Have you given much thought to the future of Jury Duty? Is it naturally a one and done project, or is there a way to do it for another series?

It's good question. We have lots of different thoughts – it's tricky to repeat something exactly the same way, because the way we find people, they can't be clued into it or even have any suspicions. We have to be very, very careful about how we sort of set up the appearance of the show and the appearance of this documentary style project, so it's tough to repeat things exactly the same way. But this format, I think, has a lot of exciting places it can go for many, many seasons. We're really, really excited about that, and we've got some pretty wild ideas. We're thinking a long time ahead.

Alan Barinholtz and Rashida 'Sheedz' Olayiwola in Jury Duty (Credit: Amazon Freevee)Alan Barinholtz and Rashida 'Sheedz' Olayiwola in Jury Duty (Credit: Amazon Freevee)
Alan Barinholtz and Rashida 'Sheedz' Olayiwola in Jury Duty (Credit: Amazon Freevee)
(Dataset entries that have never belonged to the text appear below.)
//! Course detail command handler

use super::{load_failed, open_service, remember_campus, site_dir};
use crate::args::ContextArgs;
use grade_finder::config::Config;
use grade_finder::core::data::{AnySource, DataService};
use grade_finder::core::models::{instructors_for_course, Context, Course, DetailQuery};
use grade_finder::core::render::detail::{not_found_html, CourseHeader, CoursePage};
use grade_finder::core::render::{render_page, write_page, PageKind};
use grade_finder::core::sort::OfferingSort;
use grade_finder::{info, verbose, warn};
use std::sync::Arc;

/// Options of one `course` run
pub struct CourseRequest {
    /// Course code given on the command line
    pub code: Option<String>,
    /// Deep link query string
    pub link: Option<String>,
    /// Campus and session flags
    pub context: ContextArgs,
    /// Instructor to focus the grades view on
    pub instructor: Option<String>,
    /// Instructor table order
    pub sort: OfferingSort,
}

/// Course codes are stored upper-case with a single space (`CPSC 110`)
fn normalize_code(code: &str) -> String {
    code.split_whitespace()
        .collect::<Vec<_>>()
        .join(" ")
        .to_ascii_uppercase()
}

/// Code and context a request resolves to.
///
/// A deep link carries its own campus and optional session; otherwise the
/// flags and configured defaults apply.
fn resolve(request: &CourseRequest, config: &mut Config) -> Result<(String, Context), String> {
    if let Some(link) = &request.link {
        let query = DetailQuery::parse(link).map_err(|e| format!("✗ Invalid course link: {e}"))?;
        let context = query.context(&config.session());
        return Ok((normalize_code(&query.code), context));
    }
    let code = request
        .code
        .as_deref()
        .ok_or("✗ A course code or --link is required")?;
    let campus = remember_campus(request.context.campus, config);
    let session = request
        .context
        .session
        .clone()
        .unwrap_or_else(|| config.session());
    Ok((normalize_code(code), Context::new(campus, session)))
}

/// Header data for a course missing from the viewed session: the record
/// from the configured session if it has one.
async fn fallback_courses(
    service: &DataService<AnySource>,
    context: &Context,
    config: &Config,
) -> Option<Arc<Vec<Course>>> {
    let default = context.with_session(config.session());
    if default == *context {
        return None;
    }
    service.load_courses(&default).await.ok()
}

/// Render the detail page of one course and write `course-details.html`.
///
/// A course that was not offered in the session still gets its header,
/// requisites and an empty professors view. If the session's course dataset
/// cannot be loaded at all, the not-found page is written instead.
///
/// # Errors
/// Returns a `✗` message for an invalid link or when the page cannot be
/// written.
pub async fn run(request: CourseRequest, config: &mut Config) -> Result<(), String> {
    let (code, context) = resolve(&request, config)?;
    let service = open_service(config, &context)?;
    let file_name = PageKind::Course.file_name();

    let courses = match service.load_courses(&context).await {
        Ok(courses) => courses,
        Err(e) => {
            eprintln!("{}", load_failed("courses", &context, &e));
            let html = render_page(PageKind::Course, "Course Not Found", &context, config.theme(), &not_found_html())
                .map_err(|e| format!("✗ Failed to render {code}: {e}"))?;
            let path = write_page(&site_dir(config), file_name, &html)
                .map_err(|e| format!("✗ Failed to write {file_name}: {e}"))?;
            println!("✗ {code}: data not available; wrote {}", path.display());
            return Ok(());
        }
    };
    let course = courses.iter().find(|c| c.code == code);

    let prereq = service.prerequisite_for(&code).await.unwrap_or_else(|e| {
        warn!("Prerequisites unavailable for {code}: {e}");
        None
    });

    let instructors = service.load_instructors(&context).await;
    let taught = match &instructors {
        Ok(instructors) => {
            let mut taught = instructors_for_course(instructors, &code);
            request.sort.sort(&mut taught);
            Some(taught)
        }
        Err(e) => {
            warn!("{}", load_failed("instructors", &context, e));
            None
        }
    };

    let fallback = if course.is_none() {
        info!("{code} was not offered in {}", context.session);
        fallback_courses(&service, &context, config).await
    } else {
        None
    };
    let header = course
        .or_else(|| fallback.as_ref().and_then(|all| all.iter().find(|c| c.code == code)))
        .map_or_else(|| CourseHeader::bare(&code), CourseHeader::of);

    if let Some(taught) = &taught {
        verbose!("{} instructor(s) taught {code} in {}", taught.len(), context.session);
    }

    let page = CoursePage {
        context: &context,
        header,
        course,
        prereq: prereq.as_ref(),
        taught,
        sort: request.sort,
        focus: request.instructor.as_deref(),
    };
    let title = match course {
        Some(course) if !course.name.is_empty() => format!("{code}: {}", course.name),
        _ => code.clone(),
    };
    let html = render_page(PageKind::Course, &title, &context, config.theme(), &page.render())
        .map_err(|e| format!("✗ Failed to render {code}: {e}"))?;
    let path = write_page(&site_dir(config), file_name, &html)
        .map_err(|e| format!("✗ Failed to write {file_name}: {e}"))?;

    println!("✓ {code} ({}) written to {}", context.session, path.display());
    Ok(())
}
When you’re coming to something like this, what sort of creative influences are you drawing on and looking to? I know obviously you’ve got your past experiences with these hybrid shows, but do you look at all to, say, other shows about trials and courtrooms?

When it comes to creative influences, it's just “what's funny?” What we wanted to try and do, though, is create a sitcom with the slightly trope-y storylines, like a will-they-won’t-they and some traditional character dynamics, but with a real person it it. That’s something you're keeping your mindset: what would happen here in a sitcom, and how can we engineer this so that it feels like sitcom with this crazy twist?  That was the only real touchstone we had, just to try and keep that in mind – in terms of actual jury duty itself, no, we weren’t influenced by other legal shows.

What we did want to do, and what we had to do, was make sure that it felt completely and utterly real. One of our writers, Evan Williams – he ended up playing Sean Saunders, the Defence Attorney –used to be a litigator, a very successful litigator in Louisiana. He gave us that that truth and that reality that we could hold on to. Similarly, Judge Alan was a prosecutor for a long time, and the actor who played the other attorney also had legal experience. So we really relied on them very heavily to give us that touch of reality on everything, which is what you needed to allow Ronald to settle into the world and not be suspicious.

Have you ever done jury duty, out of interest? Real jury duty, not in Cannes.

I haven't! I was summoned when we were prepping for the show during COVID, which was terrible timing, but they never selected me. From everything I’ve heard though it's extraordinarily dull, so hopefully we've made it seem a bit more exciting than that in our show.

Just to wrap everything up, then, is there anything in particular that you’d hope people take from Jury Duty, in terms of their experience watching the show?

What we really wanted to do was show in a project like this – again, rather than being something we used to punch down on a regular person – was can we use a regular person to show that people can improve the world around them? In little ways, we're not talking about massive things, but just by being a decent, courteous, empathetic person, you can really brighten other people's lives and be slightly inspirational.

It sounds a bit grandiose, but it’s a bit of a weird time in the world right now, coming out of COVID and all that stuff. We wanted to create a show that people felt good about watching, and can be charmed by the experience, and can look to this guy and be like “that's a lovely real human being, who is doing his best to make the world a better place for the people around him, even if he doesn't even know them”. That was what we hope people will take away from the experience – and also just enjoying it, and having a laugh, and enjoying the comedy of it all. We just want it to be a truly memorable and enjoyable experience.

The first four episodes of Jury Duty are available now on Amazon Freevee (a free ad-supported streaming service), with new episodes available each week.